> Prompt: What is needed here is an exact repetition of the records below, beginning at the line that has "of named fields" and stopping after the line that has "node by name.".
Top of Data provided
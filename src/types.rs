//! Core data types: conversation messages, provider content chunks, and the
//! argument tree used by tool invocations.
//!
//! These are intentionally plain data (no behavior beyond small invariant
//! checks) so every other module can treat them as values: clone freely,
//! compare in tests, and send across channels without lifetime headaches.

use std::fmt;

use crate::error::{Error, Result};

// ============================================================================
// MESSAGE
// ============================================================================

/// Who produced a [`Message`].
#[derive(Debug, Clone, Copy, PartialEq, Eq, Hash)]
pub enum Role {
    System,
    User,
    Assistant,
    Tool,
}

impl fmt::Display for Role {
    fn fmt(&self, f: &mut fmt::Formatter<'_>) -> fmt::Result {
        let s = match self {
            Role::System => "system",
            Role::User => "user",
            Role::Assistant => "assistant",
            Role::Tool => "tool",
        };
        f.write_str(s)
    }
}

/// Metadata attached to a tool-result message: the name of the tool whose
/// output this message carries.
#[derive(Debug, Clone, PartialEq, Eq)]
pub struct ToolMetadata {
    pub tool_name: String,
}

/// One entry in the conversation history.
///
/// Invariant: `content` is never empty for non-system messages (enforced by
/// the constructors below). System messages are immutable once added to
/// [`crate::memory::Memory`] — nothing in this type enforces that by itself;
/// it's a property of how `Memory::add` is used (system messages are never
/// replaced, only appended once at construction time).
#[derive(Debug, Clone, PartialEq, Eq)]
pub struct Message {
    pub role: Role,
    pub content: String,
    pub metadata: Option<ToolMetadata>,
}

impl Message {
    /// Build a message, rejecting empty content for non-system roles.
    pub fn new(role: Role, content: impl Into<String>) -> Result<Self> {
        let content = content.into();
        if role != Role::System && content.is_empty() {
            return Err(Error::invalid_input(
                "message content must not be empty for non-system roles",
            ));
        }
        Ok(Message {
            role,
            content,
            metadata: None,
        })
    }

    /// System messages may be empty (e.g. a deliberately blank system
    /// prompt); this constructor skips the non-empty check.
    pub fn system(content: impl Into<String>) -> Self {
        Message {
            role: Role::System,
            content: content.into(),
            metadata: None,
        }
    }

    pub fn user(content: impl Into<String>) -> Result<Self> {
        Self::new(Role::User, content)
    }

    pub fn assistant(content: impl Into<String>) -> Result<Self> {
        Self::new(Role::Assistant, content)
    }

    /// A tool-result message: rendered as a user-role message carrying the
    /// originating tool's name, per §4.5 ("their text result is appended to
    /// memory as a user-role message with a prefix identifying the
    /// originating tool").
    pub fn tool_result(tool_name: impl Into<String>, content: impl Into<String>) -> Result<Self> {
        let tool_name = tool_name.into();
        let content = content.into();
        if content.is_empty() {
            return Err(Error::invalid_input(
                "tool result content must not be empty",
            ));
        }
        let rendered = format!("Tool '{tool_name}' result:\n{content}");
        Ok(Message {
            role: Role::User,
            content: rendered,
            metadata: Some(ToolMetadata { tool_name }),
        })
    }

    /// An assistant-role message recording that the model issued a tool
    /// call, rendered as a compact summary (see SPEC_FULL.md's supplement on
    /// recording the assistant's tool-call turn). Carries the tool name as
    /// metadata so [`crate::context`]'s summarization strategy can pair it
    /// with the following tool-result message without re-parsing text.
    pub fn assistant_tool_call(
        tool_name: impl Into<String>,
        args_summary: impl Into<String>,
    ) -> Self {
        let tool_name = tool_name.into();
        let content = format!(
            "Called tool '{tool_name}' with arguments: {}",
            args_summary.into()
        );
        Message {
            role: Role::Assistant,
            content,
            metadata: Some(ToolMetadata { tool_name }),
        }
    }

    /// Rough token estimate used by pruning: `ceil(len / 4) + overhead`.
    pub fn estimate_tokens(&self) -> usize {
        crate::memory::estimate_tokens(&self.content)
    }
}

// ============================================================================
// CONTENT CHUNK (provider layer)
// ============================================================================

/// The kind of content a [`ContentChunk`] carries.
#[derive(Debug, Clone, Copy, PartialEq, Eq)]
pub enum ChunkKind {
    Message,
    Thinking,
}

/// Token usage reported by a provider, present only on the finishing chunk
/// when the backend makes it available.
#[derive(Debug, Clone, Copy, PartialEq, Eq, Default)]
pub struct Usage {
    pub prompt_tokens: u64,
    pub completion_tokens: u64,
    pub total_tokens: u64,
}

/// One piece of a streamed provider response.
///
/// `role` is set only on the first chunk of a response (best-effort; the
/// parser does not depend on it). `finished` marks the terminal chunk;
/// `error` makes that terminal chunk carry a failure instead of content.
#[derive(Debug, Clone, PartialEq)]
pub struct ContentChunk {
    pub content: String,
    pub role: Option<Role>,
    pub kind: ChunkKind,
    pub finished: bool,
    pub error: Option<String>,
    pub usage: Option<Usage>,
}

impl ContentChunk {
    pub fn delta(content: impl Into<String>) -> Self {
        ContentChunk {
            content: content.into(),
            role: None,
            kind: ChunkKind::Message,
            finished: false,
            error: None,
            usage: None,
        }
    }

    pub fn finish(usage: Option<Usage>) -> Self {
        ContentChunk {
            content: String::new(),
            role: None,
            kind: ChunkKind::Message,
            finished: true,
            error: None,
            usage,
        }
    }

    pub fn error(message: impl Into<String>) -> Self {
        ContentChunk {
            content: String::new(),
            role: None,
            kind: ChunkKind::Message,
            finished: true,
            error: Some(message.into()),
            usage: None,
        }
    }
}

// ============================================================================
// ARGUMENT TREE (tool-call layer)
// ============================================================================

/// A scalar leaf value inferred from tool-call XML text.
///
/// Type inference rules (§4.1): lowercase `true`/`false` -> bool; `null` ->
/// Null; integer-shaped -> Int; decimal/exponent-shaped -> Float; otherwise
/// Str. CDATA content is always `Str`, never inferred.
#[derive(Debug, Clone, PartialEq)]
pub enum Scalar {
    Bool(bool),
    Int(i64),
    Float(f64),
    Null,
    Str(String),
}

impl Scalar {
    /// Infer a scalar from non-CDATA text.
    pub fn infer(raw: &str) -> Scalar {
        match raw {
            "true" => return Scalar::Bool(true),
            "false" => return Scalar::Bool(false),
            "null" => return Scalar::Null,
            _ => {}
        }
        if let Ok(i) = raw.parse::<i64>() {
            // Reject inputs with a leading '+' or leading zeros beyond a
            // single digit, which `str::parse` would otherwise accept as
            // integers but which read oddly as "integer-shaped" text, e.g.
            // phone numbers or zero-padded codes. Plain `-123`, `0`, `123`
            // are fine.
            let looks_numeric = raw == "0"
                || raw
                    .strip_prefix('-')
                    .unwrap_or(raw)
                    .chars()
                    .next()
                    .map(|c| c != '0')
                    .unwrap_or(false);
            if looks_numeric {
                return Scalar::Int(i);
            }
        }
        if looks_like_float(raw) {
            if let Ok(f) = raw.parse::<f64>() {
                return Scalar::Float(f);
            }
        }
        Scalar::Str(raw.to_string())
    }

    /// Always a string, bypassing type inference — used for CDATA leaves.
    pub fn literal(raw: impl Into<String>) -> Scalar {
        Scalar::Str(raw.into())
    }
}

fn looks_like_float(raw: &str) -> bool {
    let body = raw.strip_prefix('-').unwrap_or(raw);
    if body.is_empty() {
        return false;
    }
    let has_dot = body.contains('.');
    let has_exp = body.contains(['e', 'E']);
    if !has_dot && !has_exp {
        return false;
    }
    body.chars()
        .all(|c| c.is_ascii_digit() || c == '.' || c == 'e' || c == 'E' || c == '+' || c == '-')
}

/// A node in the parsed argument tree: a scalar, a record of named fields
/// (preserving declaration order), or an ordered list of sibling elements
/// that shared a tag name.
#[derive(Debug, Clone, PartialEq)]
pub enum ArgNode {
    Scalar(Scalar),
    Record(Vec<(String, ArgNode)>),
    List(Vec<ArgNode>),
}

impl ArgNode {
    /// Look up a direct field of a `Record` node by name.
    pub fn field(&self, name: &str) -> Option<&ArgNode> {
        match self {
            ArgNode::Record(fields) => fields.iter().find(|(n, _)| n == name).map(|(_, v)| v),
            _ => None,
        }
    }

    /// Render a leaf scalar as a display string, for summaries/previews.
    pub fn as_display_string(&self) -> String {
        match self {
            ArgNode::Scalar(Scalar::Str(s)) => s.clone(),
            ArgNode::Scalar(Scalar::Int(i)) => i.to_string(),
            ArgNode::Scalar(Scalar::Float(f)) => f.to_string(),
            ArgNode::Scalar(Scalar::Bool(b)) => b.to_string(),
            ArgNode::Scalar(Scalar::Null) => "null".to_string(),
            ArgNode::Record(_) => "{...}".to_string(),
            ArgNode::List(items) => format!("[{} items]", items.len()),
        }
    }
}

// ============================================================================
// TOOL CALL
// ============================================================================

/// A fully parsed tool invocation extracted from a `<tool>...</tool>` block.
#[derive(Debug, Clone, PartialEq)]
pub struct ToolCall {
    pub server_name: String,
    pub tool_name: String,
    pub arguments: ArgNode,
}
Bottom of Data provided
> Response to this task:
/// A node in the parsed argument tree: a scalar, a record of named fields
/// (preserving declaration order), or an ordered list of sibling elements
/// that shared a tag name.
#[derive(Debug, Clone, PartialEq)]
pub enum ArgNode {
    Scalar(Scalar),
    Record(Vec<(String, ArgNode)>),
    List(Vec<ArgNode>),
}

impl ArgNode {
    /// Look up a direct field of a `Record` node by name.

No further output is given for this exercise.